I am not keeping the kids away from him. He has chosen not to be there. Our kids ate 20, 18 and 11.they have seen his behaviour the last year and a half and they are disgusted by it.

Apr 12, 2016
:-) higher hopes
by: Ms. Mikiyah

Noel sums it all up beautifully.
Blessings to you & yours hon!

Apr 12, 2016
Affair
by: NWF

Hello, I am sorry that you are going thru this awful time in your life. I will give you the same advice that I have given to others. I would not advise filing for a divorce or even mentioning it, however, I would file for a legal separation so that you have some financial backing for your future. Men in MLC tend to spend a lot of money and even your retirement money. While you are still married to this man, you are 50% responsible for the debts as well. A separation will provide you with protection for your finances. I would get a separate charge card, checking and savings account so that your H cannot get to your hard earned money right now. I would make sure that you get your name off of any shared CC's as well.
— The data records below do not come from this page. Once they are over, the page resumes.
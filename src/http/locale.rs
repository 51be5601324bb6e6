//! Currently selected interface language
//!
//! The selected language is shared between the UI (which changes it) and the
//! request decorator (which reads it for `Accept-Language`). Clones share the
//! same selection.

use std::sync::{Arc, RwLock};

/// Language used when nothing has been selected.
pub const DEFAULT_LOCALE: &str = "en";

/// Shared handle to the selected language.
///
/// # Examples
///
/// ```
/// use unionsite::http::Locale;
///
/// let locale = Locale::new("vi");
/// assert_eq!(locale.current(), "vi");
///
/// locale.select("en");
/// assert_eq!(locale.current(), "en");
///
/// locale.reset();
/// assert_eq!(locale.current(), "vi");
/// ```
#[derive(Debug, Clone)]
pub struct Locale {
    default: Arc<str>,
    selected: Arc<RwLock<Option<String>>>,
}

impl Default for Locale {
    fn default() -> Self {
        Self::new(DEFAULT_LOCALE)
    }
}

impl Locale {
    /// Creates a handle whose fallback is `default`.
    pub fn new(default: impl AsRef<str>) -> Self {
        Self {
            default: Arc::from(default.as_ref()),
            selected: Arc::new(RwLock::new(None)),
        }
    }

    /// Returns the selected language, or the default when unset.
    pub fn current(&self) -> String {
        match self.selected.read() {
            Ok(guard) => guard
                .clone()
                .filter(|s| !s.is_empty())
                .unwrap_or_else(|| self.default.to_string()),
            Err(_) => self.default.to_string(),
        }
    }

    /// Selects a language.
    pub fn select(&self, language: impl Into<String>) {
        let language = language.into();
        match self.selected.write() {
            Ok(mut guard) => *guard = Some(language),
            Err(poisoned) => *poisoned.into_inner() = Some(language),
        }
    }

    /// Clears the selection, falling back to the default.
    pub fn reset(&self) {
        match self.selected.write() {
            Ok(mut guard) => *guard = None,
            Err(poisoned) => *poisoned.into_inner() = None,
        }
    }
}
//! Command-line interface definition for unionsite
//!
//! This module defines the CLI structure using clap's derive API,
//! providing commands for signing in and out, inspecting the session, and
//! sending authenticated requests.

use clap::{Parser, Subcommand};

/// unionsite - student union site API client
///
/// Signs in to the site API, keeps the session fresh, and sends
/// authenticated requests on your behalf.
#[derive(Parser, Debug, Clone)]
#[command(name = "unionsite")]
#[command(version, about, long_about = None)]
pub struct Cli {
    /// Path to configuration file
    #[arg(short, long, default_value = "config/config.yaml")]
    pub config: Option<String>,

    /// Enable verbose logging
    #[arg(short, long)]
    pub verbose: bool,

    /// Language for Accept-Language (overrides config)
    #[arg(short, long, global = true)]
    pub locale: Option<String>,

    /// Command to execute
    #[command(subcommand)]
    pub command: Commands,
}

/// Available commands for unionsite
#[derive(Subcommand, Debug, Clone)]
pub enum Commands {
    /// Sign in and store the session
    Login {
        /// Account email address
        #[arg(short, long)]
        email: String,

        /// Account password
        #[arg(short, long, env = "UNIONSITE_PASSWORD", hide_env_values = true)]
        password: String,
    },

    /// Sign out and clear stored credentials
    Logout,

    /// Show the signed-in user
    Whoami {
        /// Print the cached profile without contacting the server
        #[arg(long)]
        cached: bool,
    },

    /// Send an authenticated request
    Request {
        /// HTTP method (GET, POST, PUT, PATCH, DELETE)
        method: String,

        /// Request path relative to the API base URL
        path: String,

        /// JSON request body
        #[arg(short, long)]
        body: Option<String>,
    },

    /// Show whether credentials are stored
    Status,
}

impl Cli {
    /// Parse command line arguments
    ///
    /// # Returns
    ///
    /// Returns the parsed CLI structure
    pub fn parse_args() -> Self {
        Self::parse()
    }
}

impl Default for Cli {
    fn default() -> Self {
        Self {
            config: Some("config/config.yaml".to_string()),
            verbose: false,
            locale: None,
            command: Commands::Status,
        }
    }
}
The other advice that I have given to others is to go to the website: midlifecrisismarriageadvocate.com and read the informative articles...all of them. They will help you understand what may be happening in your life. Do not tell your H that you think he is in a midlife crisis....he will deny, deny, deny all of it. This is not your fault...it is happening to him due to unresolved childhood issues....not yours. He will blame you for everything because he is confused and it is easier to blame than to look inward and deal with whatever he sees there. Learn to detach from his behaviors and respond...not react. MLC takes a very long time to go thru and he must go thru it, it cannot be stopped by you. It is not your fault or doing!!

Hugs for you, NWF

Apr 11, 2016

by: Noel

I am sorry to hear about your struggles. It does sound as though your husband is certainly going through a transition, and it has created as crisis for you whole family.
The only advice I have is:
- do not involve your kids in the struggle between you and your husband. It only creates pain for your children, as they feel torn between their love for you and their father, and feel guilty about their feelings about one (in this case their father) if the other (you) are always bad-mouthing the other. It is very unfair to your children. I notice you call the other woman a whore. I doubt she actually makes a living that way, so I suggest you use some other (neutral) word, such as her first or last name.
I have seen many parents involve their children the the struggles between themselves, and if they love their children, they would not do that.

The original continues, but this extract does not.